After years of hardship, we finally got Christine out of her car and into an apartment. That apartment was right down the road from me. I would drive by and look up at her window, hoping to see her sitting there, smoking her cigarette. It is going to be incredibly hard to pass that apartment now.
Christine and I checked in on each other often. Sometimes weeks would go by without talking, but when we did, it felt like no time had passed at all. I remember when I first met her. I would pull into the Kohl’s parking lot, sit next to her car, and we would talk for hours. I was never much of a talker, but I loved listening to her, even when my brain could not keep up.
There was a time when there was an accident near where she lived, and I ran down the street just to make sure she was okay. She mattered to me. She always did.
There were so many moments when I would say I had to leave, put my foot on the gas, and then she would say something else, and my foot would go right back to the brake. That would happen a few times before I finally left, even though I never wanted to. I knew she was lonely, and she just wanted someone to talk to. She shared her entire life with me, the good and the bad.
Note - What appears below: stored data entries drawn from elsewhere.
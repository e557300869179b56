//! Data-driven arena and physics configuration
//!
//! Defaults come from [`crate::consts`]. A tuning file is plain JSON; any
//! field left out keeps its default.

use std::fmt;
use std::path::Path;
use std::time::Duration;

use glam::IVec2;
use serde::{Deserialize, Serialize};

use crate::consts::*;
use crate::sim::Side;

/// Errors raised while loading or validating a [`Tuning`]
#[derive(Debug)]
pub enum TuningError {
    Io(std::io::Error),
    Parse(serde_json::Error),
    Invalid(&'static str),
}

impl fmt::Display for TuningError {
    fn fmt(&self, f: &mut fmt::Formatter<'_>) -> fmt::Result {
        match self {
            TuningError::Io(e) => write!(f, "failed to read tuning file: {}", e),
            TuningError::Parse(e) => write!(f, "malformed tuning file: {}", e),
            TuningError::Invalid(reason) => write!(f, "invalid tuning: {}", reason),
        }
    }
}

impl std::error::Error for TuningError {
    fn source(&self) -> Option<&(dyn std::error::Error + 'static)> {
        match self {
            TuningError::Io(e) => Some(e),
            TuningError::Parse(e) => Some(e),
            TuningError::Invalid(_) => None,
        }
    }
}

impl From<std::io::Error> for TuningError {
    fn from(e: std::io::Error) -> Self {
        TuningError::Io(e)
    }
}

impl From<serde_json::Error> for TuningError {
    fn from(e: serde_json::Error) -> Self {
        TuningError::Parse(e)
    }
}

/// Arena, paddle, ball and pacing parameters for one match
#[derive(Debug, Clone, PartialEq, Eq, Serialize, Deserialize)]
#[serde(default)]
pub struct Tuning {
    pub arena_width: i32,
    pub arena_height: i32,
    pub paddle_width: i32,
    pub paddle_height: i32,
    /// Pixels per tick while a direction key is held
    pub paddle_speed: i32,
    pub ball_diameter: i32,
    pub ball_initial_speed: i32,
    pub ball_spawn_vy_range: i32,
    pub max_ball_velocity: i32,
    pub winning_score: u32,
    pub countdown_from: u32,
    pub countdown_step_ms: u64,
    pub tick_rate: u32,
    pub max_ticks_per_frame: u32,
}

impl Default for Tuning {
    fn default() -> Self {
        Self {
            arena_width: GAME_WIDTH,
            arena_height: GAME_HEIGHT,
            paddle_width: PADDLE_WIDTH,
            paddle_height: PADDLE_HEIGHT,
            paddle_speed: PADDLE_SPEED,
            ball_diameter: BALL_DIAMETER,
            ball_initial_speed: BALL_INITIAL_SPEED,
            ball_spawn_vy_range: BALL_SPAWN_VY_RANGE,
            max_ball_velocity: MAX_BALL_VELOCITY,
            winning_score: WINNING_SCORE,
            countdown_from: COUNTDOWN_FROM,
            countdown_step_ms: COUNTDOWN_STEP_MS,
            tick_rate: TICK_RATE,
            max_ticks_per_frame: MAX_TICKS_PER_FRAME,
        }
    }
}

impl Tuning {
    /// Parse and validate a JSON tuning document
    pub fn from_json(json: &str) -> Result<Self, TuningError> {
        let tuning: Tuning = serde_json::from_str(json)?;
        tuning.validate()?;
        Ok(tuning)
    }

    /// Load and validate a tuning file
    pub fn load(path: &Path) -> Result<Self, TuningError> {
        let json = std::fs::read_to_string(path)?;
        let tuning = Self::from_json(&json)?;
        log::info!("Loaded tuning from {}", path.display());
        Ok(tuning)
    }

    /// Reject parameter sets the simulation cannot honour
    pub fn validate(&self) -> Result<(), TuningError> {
        if self.paddle_width <= 0 || self.paddle_height <= 0 || self.ball_diameter <= 0 {
            return Err(TuningError::Invalid("entity sizes must be positive"));
        }
        if self.arena_height <= self.paddle_height || self.arena_height <= self.ball_diameter {
            return Err(TuningError::Invalid("arena is shorter than a paddle or the ball"));
        }
        let min_width = self
            .paddle_width
            .checked_mul(2)
            .and_then(|w| w.checked_add(self.ball_diameter))
            .ok_or(TuningError::Invalid("paddle or ball width out of range"))?;
        if self.arena_width <= min_width {
            return Err(TuningError::Invalid("arena is too narrow for two paddles and a ball"));
        }
        if self.paddle_speed < 0 {
            return Err(TuningError::Invalid("paddle speed must not be negative"));
        }
        if self.ball_initial_speed <= 0 {
            return Err(TuningError::Invalid("ball must spawn with horizontal speed"));
        }
        if self.max_ball_velocity < self.ball_initial_speed {
            return Err(TuningError::Invalid("max ball velocity is below the spawn speed"));
        }
        if self.ball_spawn_vy_range < 0 || self.ball_spawn_vy_range > self.max_ball_velocity {
            return Err(TuningError::Invalid("spawn vertical range out of bounds"));
        }
        if self.winning_score == 0 {
            return Err(TuningError::Invalid("winning score must be at least 1"));
        }
        if self.countdown_from == 0 || self.countdown_step_ms == 0 {
            return Err(TuningError::Invalid("countdown must last at least one step"));
        }
        if self.tick_rate == 0 || self.max_ticks_per_frame == 0 {
            return Err(TuningError::Invalid("tick rate and per-frame cap must be positive"));
        }
        if self.tick_rate > MAX_TICK_RATE {
            return Err(TuningError::Invalid("tick rate above 1000 Hz"));
        }
        Ok(())
    }

    /// Top-left corner of the ball when centred in the arena
    pub fn ball_spawn(&self) -> IVec2 {
        IVec2::new(
            self.arena_width / 2 - self.ball_diameter / 2,
            self.arena_height / 2 - self.ball_diameter / 2,
        )
    }

    /// Top-left corner of a paddle at the start of a point
    pub fn paddle_spawn(&self, side: Side) -> IVec2 {
        let x = match side {
            Side::Left => 0,
            Side::Right => self.arena_width - self.paddle_width,
        };
        IVec2::new(x, self.arena_height / 2 - self.paddle_height / 2)
    }

    /// Lowest legal paddle Y (top edge)
    #[inline]
    pub fn max_paddle_y(&self) -> i32 {
        self.arena_height - self.paddle_height
    }

    /// Wall-clock length of one tick
    pub fn tick_duration(&self) -> Duration {
        Duration::from_nanos(1_000_000_000 / self.tick_rate as u64)
    }

    /// Simulated milliseconds elapsed after `ticks` ticks
    #[inline]
    pub fn ticks_to_ms(&self, ticks: u64) -> u64 {
        ticks * 1000 / self.tick_rate as u64
    }
}
//! Renderer port
//!
//! The game loop hands each renderer an owned [`GameSnapshot`] after every
//! tick. Drawing itself (fonts, colours, pixels) lives outside this crate.

use std::io::Write;

use crate::sim::{GamePhase, GameSnapshot, Score};

pub trait Renderer {
    fn render(&mut self, snapshot: &GameSnapshot);
}

/// Draws nothing
#[derive(Debug, Default, Clone, Copy)]
pub struct NullRenderer;

impl Renderer for NullRenderer {
    fn render(&mut self, _snapshot: &GameSnapshot) {}
}

/// Logs phase and score changes
#[derive(Debug, Default)]
pub struct LogRenderer {
    last: Option<(GamePhase, Score)>,
}

impl Renderer for LogRenderer {
    fn render(&mut self, snapshot: &GameSnapshot) {
        let current = (snapshot.phase, snapshot.score);
        if self.last == Some(current) {
            return;
        }

        let text = match (snapshot.headline(), snapshot.phase) {
            (Some(text), _) => text,
            (None, GamePhase::Menu { selection }) => format!("Menu > {}", selection.label()),
            (None, phase) => phase.name().to_string(),
        };
        log::debug!("[{}] {} | {}", snapshot.tick, snapshot.scoreboard(), text);
        self.last = Some(current);
    }
}

/// Streams snapshots as JSON lines
///
/// Writes one line every `every` ticks and whenever the phase or score
/// changes. After the first write error the sink goes quiet.
pub struct JsonLinesRenderer<W: Write> {
    out: W,
    every: u64,
    last: Option<(GamePhase, Score)>,
    failed: bool,
    written: u64,
}

impl<W: Write> JsonLinesRenderer<W> {
    pub fn new(out: W, every: u64) -> Self {
        Self {
            out,
            every: every.max(1),
            last: None,
            failed: false,
            written: 0,
        }
    }

    /// Lines written so far
    pub fn written(&self) -> u64 {
        self.written
    }

    pub fn into_inner(self) -> W {
        self.out
    }

    fn write_line(&mut self, snapshot: &GameSnapshot) -> std::io::Result<()> {
        serde_json::to_writer(&mut self.out, snapshot)?;
        self.out.write_all(b"\n")?;
        self.out.flush()
    }
}

impl<W: Write> Renderer for JsonLinesRenderer<W> {
    fn render(&mut self, snapshot: &GameSnapshot) {
        if self.failed {
            return;
        }
        let current = (snapshot.phase, snapshot.score);
        let changed = self.last != Some(current);
        if !changed && snapshot.tick % self.every != 0 {
            return;
        }
        self.last = Some(current);

        match self.write_line(snapshot) {
            Ok(()) => self.written += 1,
            Err(e) => {
                log::warn!("Snapshot stream closed: {}", e);
                self.failed = true;
            }
        }
    }
}

/// Keeps every snapshot; used by tests and replay tooling
#[derive(Debug, Default, Clone)]
pub struct RecordingRenderer {
    pub frames: Vec<GameSnapshot>,
}

impl RecordingRenderer {
    pub fn last(&self) -> Option<&GameSnapshot> {
        self.frames.last()
    }
}

impl Renderer for RecordingRenderer {
    fn render(&mut self, snapshot: &GameSnapshot) {
        self.frames.push(snapshot.clone());
    }
}
//! Route definitions for the employee proxy HTTP API.
//!
//! Employee routes are mounted under `/api/v1/employee`, the health probe
//! under `/api`. The router receives `AppState` and passes it to all
//! handlers via Axum's `State` extractor.

use axum::{Router, middleware as axum_middleware, routing::get};

use crate::handlers;
use crate::middleware;
use crate::state::AppState;

/// Build the Axum router with all routes and request logging.
///
/// No inbound timeout is applied: a request lasts as long as the upstream
/// retry budget, and its outcome is returned unchanged.
pub fn build_router(state: AppState) -> Router {
    Router::new()
        .nest("/api/v1/employee", employee_routes())
        .nest("/api", health_routes())
        .layer(axum_middleware::from_fn(middleware::logging::request_logging))
        .with_state(state)
}

/// Employee list, lookup, aggregate, create, and delete
fn employee_routes() -> Router<AppState> {
    Router::new()
        .route(
            "/",
            get(handlers::employee::get_all_employees).post(handlers::employee::create_employee),
        )
        .route(
            "/search/{search_string}",
            get(handlers::employee::get_employees_by_name_search),
        )
        .route(
            "/highestSalary",
            get(handlers::employee::get_highest_salary_of_employees),
        )
        .route(
            "/topTenHighestEarningEmployeeNames",
            get(handlers::employee::get_top_ten_highest_earning_employee_names),
        )
        .route(
            "/{id}",
            get(handlers::employee::get_employee_by_id)
                .delete(handlers::employee::delete_employee_by_id),
        )
}

/// Liveness probe
fn health_routes() -> Router<AppState> {
    Router::new().route("/health", get(handlers::health::health))
}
I will always regret the few times I missed her messages or forgot to respond. I never imagined there would come a day when I would not be able to hear her voice again.
Christine is survived by her children and loved ones. Her daughter has told me how often Christine talked about me and how much she adored me. I adored her even more.
I am creating this GoFundMe because I personally knew Christine, loved her, and want to help give her the dignity she deserves. I will give the funds to her daughters to do what they need to do with it.
Let us all come together to support her family, honor her life, and raise the money needed to give Christine the farewell she deserves.
This loss has shattered me to my core. I cannot believe I am writing this. Not another goodbye. Not another life gone.
Christine was deeply loved, and she will be missed by so many. I hope she is finally at peace and knows just how much she meant to all of us.
Please consider donating, sharing, and holding her family in your hearts.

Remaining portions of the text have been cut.